In his 2012 book Napoleon or Destiny, the academician Jean-Marie Rouart recounts that Napoleon became obsessed with the question of his paternity during the 1798-1801 Egyptian campaign. He sought the assistance of the mathematician Gaspard Monge and the chemist Claude-Louis Berthollet, two of the scientists who travelled with him, in calculating the date of his conception.

Monge described the exchange in his memoirs, writing that “On the evening Napoleon brought up the thorny question of his birth, he alluded to the known liaison of his mother with Monsieur de Marbeuf . . . and to the protection he gave to her children. He said he wanted certainty regarding his true father. He treated it as a scientific question. He compared the dates of the governor’s stay and his birth, and concluded that he was his son.”

The theory of Marbeuf’s paternity is strengthened by the fact that he ensured Napoleon and his older brother Joseph were enrolled at fine military academies on the continent.

Needless to say, Bretons are more likely to believe tales of Napoleon’s Breton parentage than Corsicans, whose sense of identity is permeated with the emperor’s Corsican blood.

According to the Breton legend, the Comte de Marbeuf spirited Letizia away to the family manor at Penarvern, where Napoleon was born in 1771. He was allegedly baptised in the nearby church at Sainte-Sève.

That might explain why Napoleon was not baptised in Ajaccio until July 1771, instead of in 1769. Infant mortality was high then, and babies were usually baptised within days of birth.

Louis Bonaparte

The story took hold back in the 1850s, with the help of Comtesse Elvire de Cerny, a novelist. Local nobles were said to have sworn they'd seen Letizia's name in the church registry at Sainte-Sève. The imperial police allegedly came to tear out pages of the registry during the reign of Napoleon's nephew, Napoleon III. That evidence is tenuous, however, since there are no missing pages – and no mention of Letizia – in departmental archives.

Some proponents of the theory claim Napoleon’s name means Na Pol Leon, or “born in Saint-Pol-de-Leon” the Breton town and seat of the diocese, 20km from the manor at Sainte-Sève.

But that evidence seems discredited by the fact that Napoleon was given the name of an older brother who died on the day of his birth in 1765. Letizia bore 13 children. Only eight survived until adulthood. Most were given royal titles by the emperor.

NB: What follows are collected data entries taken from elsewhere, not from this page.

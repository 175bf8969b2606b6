// Copyright (c) 2026 The Jetledger Core developers
// Licensed under the Apache License, Version 2.0 see LICENSE-APACHE or
// http://www.apache.org/licenses/LICENSE-2.0 or the MIT license, see
// LICENSE-MIT or http://opensource.org/licenses/MIT

use crate::primitives::Hash256;
use bincode::{Decode, Encode};
use blake2::digest::{Update, VariableOutput};
use blake2::Blake2bVar;

/// Opaque signature bytes produced by the platform scheme.
#[derive(Debug, PartialEq, Eq, Encode, Decode, Clone, Default)]
pub struct Signature(pub Vec<u8>);

impl Signature {
    #[must_use]
    pub fn as_bytes(&self) -> &[u8] {
        &self.0
    }
}

/// Incremental hasher handed out by a [`CryptoScheme`].
pub trait Hasher {
    fn write(&mut self, bytes: &[u8]);
    fn finish(&mut self) -> Hash256;
}

/// Injectable cryptography seam. The core never names algorithms; it asks
/// the scheme for a reference hasher (record and drop hashing), an
/// integrity hasher plus signing (drop-size attestations) and verification.
pub trait CryptoScheme: Send + Sync {
    fn reference_hasher(&self) -> Box<dyn Hasher>;
    fn integrity_hasher(&self) -> Box<dyn Hasher>;
    fn sign(&self, data: &[u8]) -> Signature;
    fn verify(&self, signature: &Signature, data: &[u8]) -> bool;
}

/// Default platform scheme: blake3 for reference hashing, blake2b for
/// integrity hashing, keyed blake3 as a MAC-style signature.
pub struct PlatformScheme {
    signing_key: [u8; 32],
}

impl PlatformScheme {
    #[must_use]
    pub fn new(signing_key: [u8; 32]) -> Self {
        Self { signing_key }
    }
}

impl Default for PlatformScheme {
    fn default() -> Self {
        Self::new([0; 32])
    }
}

struct ReferenceHasher(blake3::Hasher);

impl Hasher for ReferenceHasher {
    fn write(&mut self, bytes: &[u8]) {
        self.0.update(bytes);
    }

    fn finish(&mut self) -> Hash256 {
        Hash256(*self.0.finalize().as_bytes())
    }
}

struct IntegrityHasher(Vec<u8>);

impl Hasher for IntegrityHasher {
    fn write(&mut self, bytes: &[u8]) {
        self.0.extend_from_slice(bytes);
    }

    fn finish(&mut self) -> Hash256 {
        let mut hasher = Blake2bVar::new(32).unwrap();
        hasher.update(&self.0);
        let mut out = [0u8; 32];
        hasher.finalize_variable(&mut out).unwrap();
        Hash256(out)
    }
}

impl CryptoScheme for PlatformScheme {
    fn reference_hasher(&self) -> Box<dyn Hasher> {
        Box::new(ReferenceHasher(blake3::Hasher::new_derive_key(
            "jetledger.reference",
        )))
    }

    fn integrity_hasher(&self) -> Box<dyn Hasher> {
        Box::new(IntegrityHasher(Vec::new()))
    }

    fn sign(&self, data: &[u8]) -> Signature {
        let mut hasher = blake3::Hasher::new_keyed(&self.signing_key);
        hasher.update(data);
        Signature(hasher.finalize().as_bytes().to_vec())
    }

    fn verify(&self, signature: &Signature, data: &[u8]) -> bool {
        self.sign(data) == *signature
    }
}
// Copyright (c) 2026 The Jetledger Core developers
// Licensed under the Apache License, Version 2.0 see LICENSE-APACHE or
// http://www.apache.org/licenses/LICENSE-2.0 or the MIT license, see
// LICENSE-MIT or http://opensource.org/licenses/MIT

use crate::storage::{KvStorage, StorageErr};
use parking_lot::RwLock;
use std::collections::BTreeMap;

/// Ordered in-memory backend. One composite keyspace, mirroring how the
/// durable engine is keyed, instead of tiered jet/pulse/object maps.
#[derive(Default)]
pub struct MemoryStorage {
    map: RwLock<BTreeMap<Vec<u8>, Vec<u8>>>,
}

impl MemoryStorage {
    #[must_use]
    pub fn new() -> Self {
        Self::default()
    }

    #[must_use]
    pub fn len(&self) -> usize {
        self.map.read().len()
    }

    #[must_use]
    pub fn is_empty(&self) -> bool {
        self.map.read().is_empty()
    }
}

impl KvStorage for MemoryStorage {
    fn get(&self, key: &[u8]) -> Result<Option<Vec<u8>>, StorageErr> {
        Ok(self.map.read().get(key).cloned())
    }

    fn set(&self, key: Vec<u8>, value: Vec<u8>) -> Result<(), StorageErr> {
        self.map.write().insert(key, value);
        Ok(())
    }

    fn delete(&self, key: &[u8]) -> Result<(), StorageErr> {
        self.map.write().remove(key);
        Ok(())
    }

    fn iterate(
        &self,
        prefix: &[u8],
        handler: &mut dyn FnMut(&[u8], &[u8]) -> Result<(), StorageErr>,
    ) -> Result<(), StorageErr> {
        // Snapshot matching pairs first so the handler may call back into
        // storage without holding the map lock.
        let snapshot: Vec<(Vec<u8>, Vec<u8>)> = self
            .map
            .read()
            .range(prefix.to_vec()..)
            .take_while(|(k, _)| k.starts_with(prefix))
            .map(|(k, v)| (k.clone(), v.clone()))
            .collect();

        for (k, v) in &snapshot {
            handler(k, v)?;
        }
        Ok(())
    }
}

#[cfg(test)]
mod tests {
    use super::*;

    #[test]
    fn iterate_visits_only_prefix_in_order() {
        let db = MemoryStorage::new();
        db.set(vec![1, 2], b"b".to_vec()).unwrap();
        db.set(vec![1, 1], b"a".to_vec()).unwrap();
        db.set(vec![2, 0], b"c".to_vec()).unwrap();

        let mut seen = Vec::new();
        db.iterate(&[1], &mut |k, v| {
            seen.push((k.to_vec(), v.to_vec()));
            Ok(())
        })
        .unwrap();

        assert_eq!(
            seen,
            vec![
                (vec![1, 1], b"a".to_vec()),
                (vec![1, 2], b"b".to_vec()),
            ]
        );
    }

    #[test]
    fn handler_may_reenter_storage() {
        let db = MemoryStorage::new();
        db.set(vec![1, 1], b"a".to_vec()).unwrap();
        db.iterate(&[1], &mut |k, _| {
            db.delete(k)?;
            Ok(())
        })
        .unwrap();
        assert!(db.get(&[1, 1]).unwrap().is_none());
    }
}
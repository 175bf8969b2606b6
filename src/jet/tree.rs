// Copyright (c) 2026 The Jetledger Core developers
// Licensed under the Apache License, Version 2.0 see LICENSE-APACHE or
// http://www.apache.org/licenses/LICENSE-2.0 or the MIT license, see
// LICENSE-MIT or http://opensource.org/licenses/MIT

use crate::primitives::{bit_at, JetId, ObjectId};
use bincode::{Decode, Encode};

#[derive(Debug)]
pub enum TreeErr {
    /// Split target is not a current leaf of the tree
    NotALeaf,
}

#[derive(Debug, PartialEq, Eq, Encode, Decode, Clone, Default)]
struct TreeNode {
    actual: bool,
    left: Option<Box<TreeNode>>,
    right: Option<Box<TreeNode>>,
}

impl TreeNode {
    fn is_leaf(&self) -> bool {
        self.left.is_none() && self.right.is_none()
    }

    // Children are always created in pairs so the leaves partition the
    // identifier space with no gaps and no overlap.
    fn materialize_children(&mut self) {
        if self.is_leaf() {
            self.left = Some(Box::default());
            self.right = Some(Box::default());
        }
    }
}

/// One pulse generation's binary prefix tree mapping object identifiers to
/// jets. A new generation is produced by cloning the previous one at each
/// pulse boundary; splits are irreversible within a generation.
#[derive(Debug, PartialEq, Eq, Encode, Decode, Clone)]
pub struct Tree {
    head: TreeNode,
}

impl Tree {
    /// Creates a tree with a single root leaf. `actual` marks the root as
    /// a live, assignable jet (used for the genesis generation).
    #[must_use]
    pub fn new(actual: bool) -> Self {
        Self {
            head: TreeNode {
                actual,
                left: None,
                right: None,
            },
        }
    }

    /// Resolves the jet owning `id` by consuming one prefix bit per level
    /// until a leaf is reached. Returns the jet and its actuality.
    #[must_use]
    pub fn find(&self, id: &ObjectId) -> (JetId, bool) {
        let mut node = &self.head;
        let mut depth: u8 = 0;
        loop {
            let child = if bit_at(&id.hash.0, depth) {
                &node.right
            } else {
                &node.left
            };
            match child {
                Some(next) => {
                    node = next;
                    depth += 1;
                }
                None => return (JetId::new(depth, &id.hash.0), node.actual),
            }
        }
    }

    /// Inserts the path down to `jet` (creating sibling pairs along the
    /// way) and marks the target node's actuality.
    pub fn update(&mut self, jet: &JetId, set_actual: bool) {
        let mut node = &mut self.head;
        for i in 0..jet.depth {
            node.materialize_children();
            node = if jet.bit(i) {
                node.right.as_mut().unwrap()
            } else {
                node.left.as_mut().unwrap()
            };
        }
        node.actual = set_actual;
    }

    /// Replaces the `jet` leaf with two children extending its prefix by
    /// one bit. Fails if the target is not a current leaf.
    pub fn split(&mut self, jet: &JetId) -> Result<(JetId, JetId), TreeErr> {
        let mut node = &mut self.head;
        for i in 0..jet.depth {
            let child = if jet.bit(i) {
                node.right.as_mut()
            } else {
                node.left.as_mut()
            };
            node = child.ok_or(TreeErr::NotALeaf)?;
        }
        if !node.is_leaf() {
            return Err(TreeErr::NotALeaf);
        }
        node.materialize_children();
        node.actual = false;
        node.left.as_mut().unwrap().actual = true;
        node.right.as_mut().unwrap().actual = true;
        Ok(jet.children())
    }

    /// Structural copy for the next pulse generation. With `keep_actual`
    /// unset, actuality is reset and must be re-established by updates.
    #[must_use]
    pub fn clone_tree(&self, keep_actual: bool) -> Self {
        let mut cloned = self.clone();
        if !keep_actual {
            reset_actual(&mut cloned.head);
        }
        cloned
    }

    /// All current leaves: the jets a node has to process this pulse.
    #[must_use]
    pub fn leaf_ids(&self) -> Vec<JetId> {
        let mut out = Vec::new();
        collect_leaves(&self.head, 0, [0u8; 32], &mut out);
        out
    }
}

impl Default for Tree {
    fn default() -> Self {
        Self::new(false)
    }
}

fn reset_actual(node: &mut TreeNode) {
    node.actual = false;
    if let Some(left) = node.left.as_mut() {
        reset_actual(left);
    }
    if let Some(right) = node.right.as_mut() {
        reset_actual(right);
    }
}

fn collect_leaves(node: &TreeNode, depth: u8, prefix: [u8; 32], out: &mut Vec<JetId>) {
    match (&node.left, &node.right) {
        (None, None) => out.push(JetId::new(depth, &prefix)),
        (Some(left), Some(right)) => {
            collect_leaves(left, depth + 1, prefix, out);
            let mut right_prefix = prefix;
            right_prefix[(depth / 8) as usize] |= 0x80 >> (depth % 8);
            collect_leaves(right, depth + 1, right_prefix, out);
        }
        // Single-child nodes cannot be constructed.
        _ => unreachable!("tree children are created in pairs"),
    }
}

Some sceptics, including the historian David Chanteranne, who organised the commemoration of Napoleon's 250th birthday, believe Marbeuf was the father not of Napoleon but of his younger brother Louis, born in 1778.

“In the days of the Empire, people said Louis was different from his brothers, both physically and in character,” Chanteranne told Ouest France newspaper.

Louis was the father of Louis Napoleon, who reigned as Napoleon III from 1852 until 1870. DNA tests on the remains of Napoleon III have shown he had no Bonaparte blood.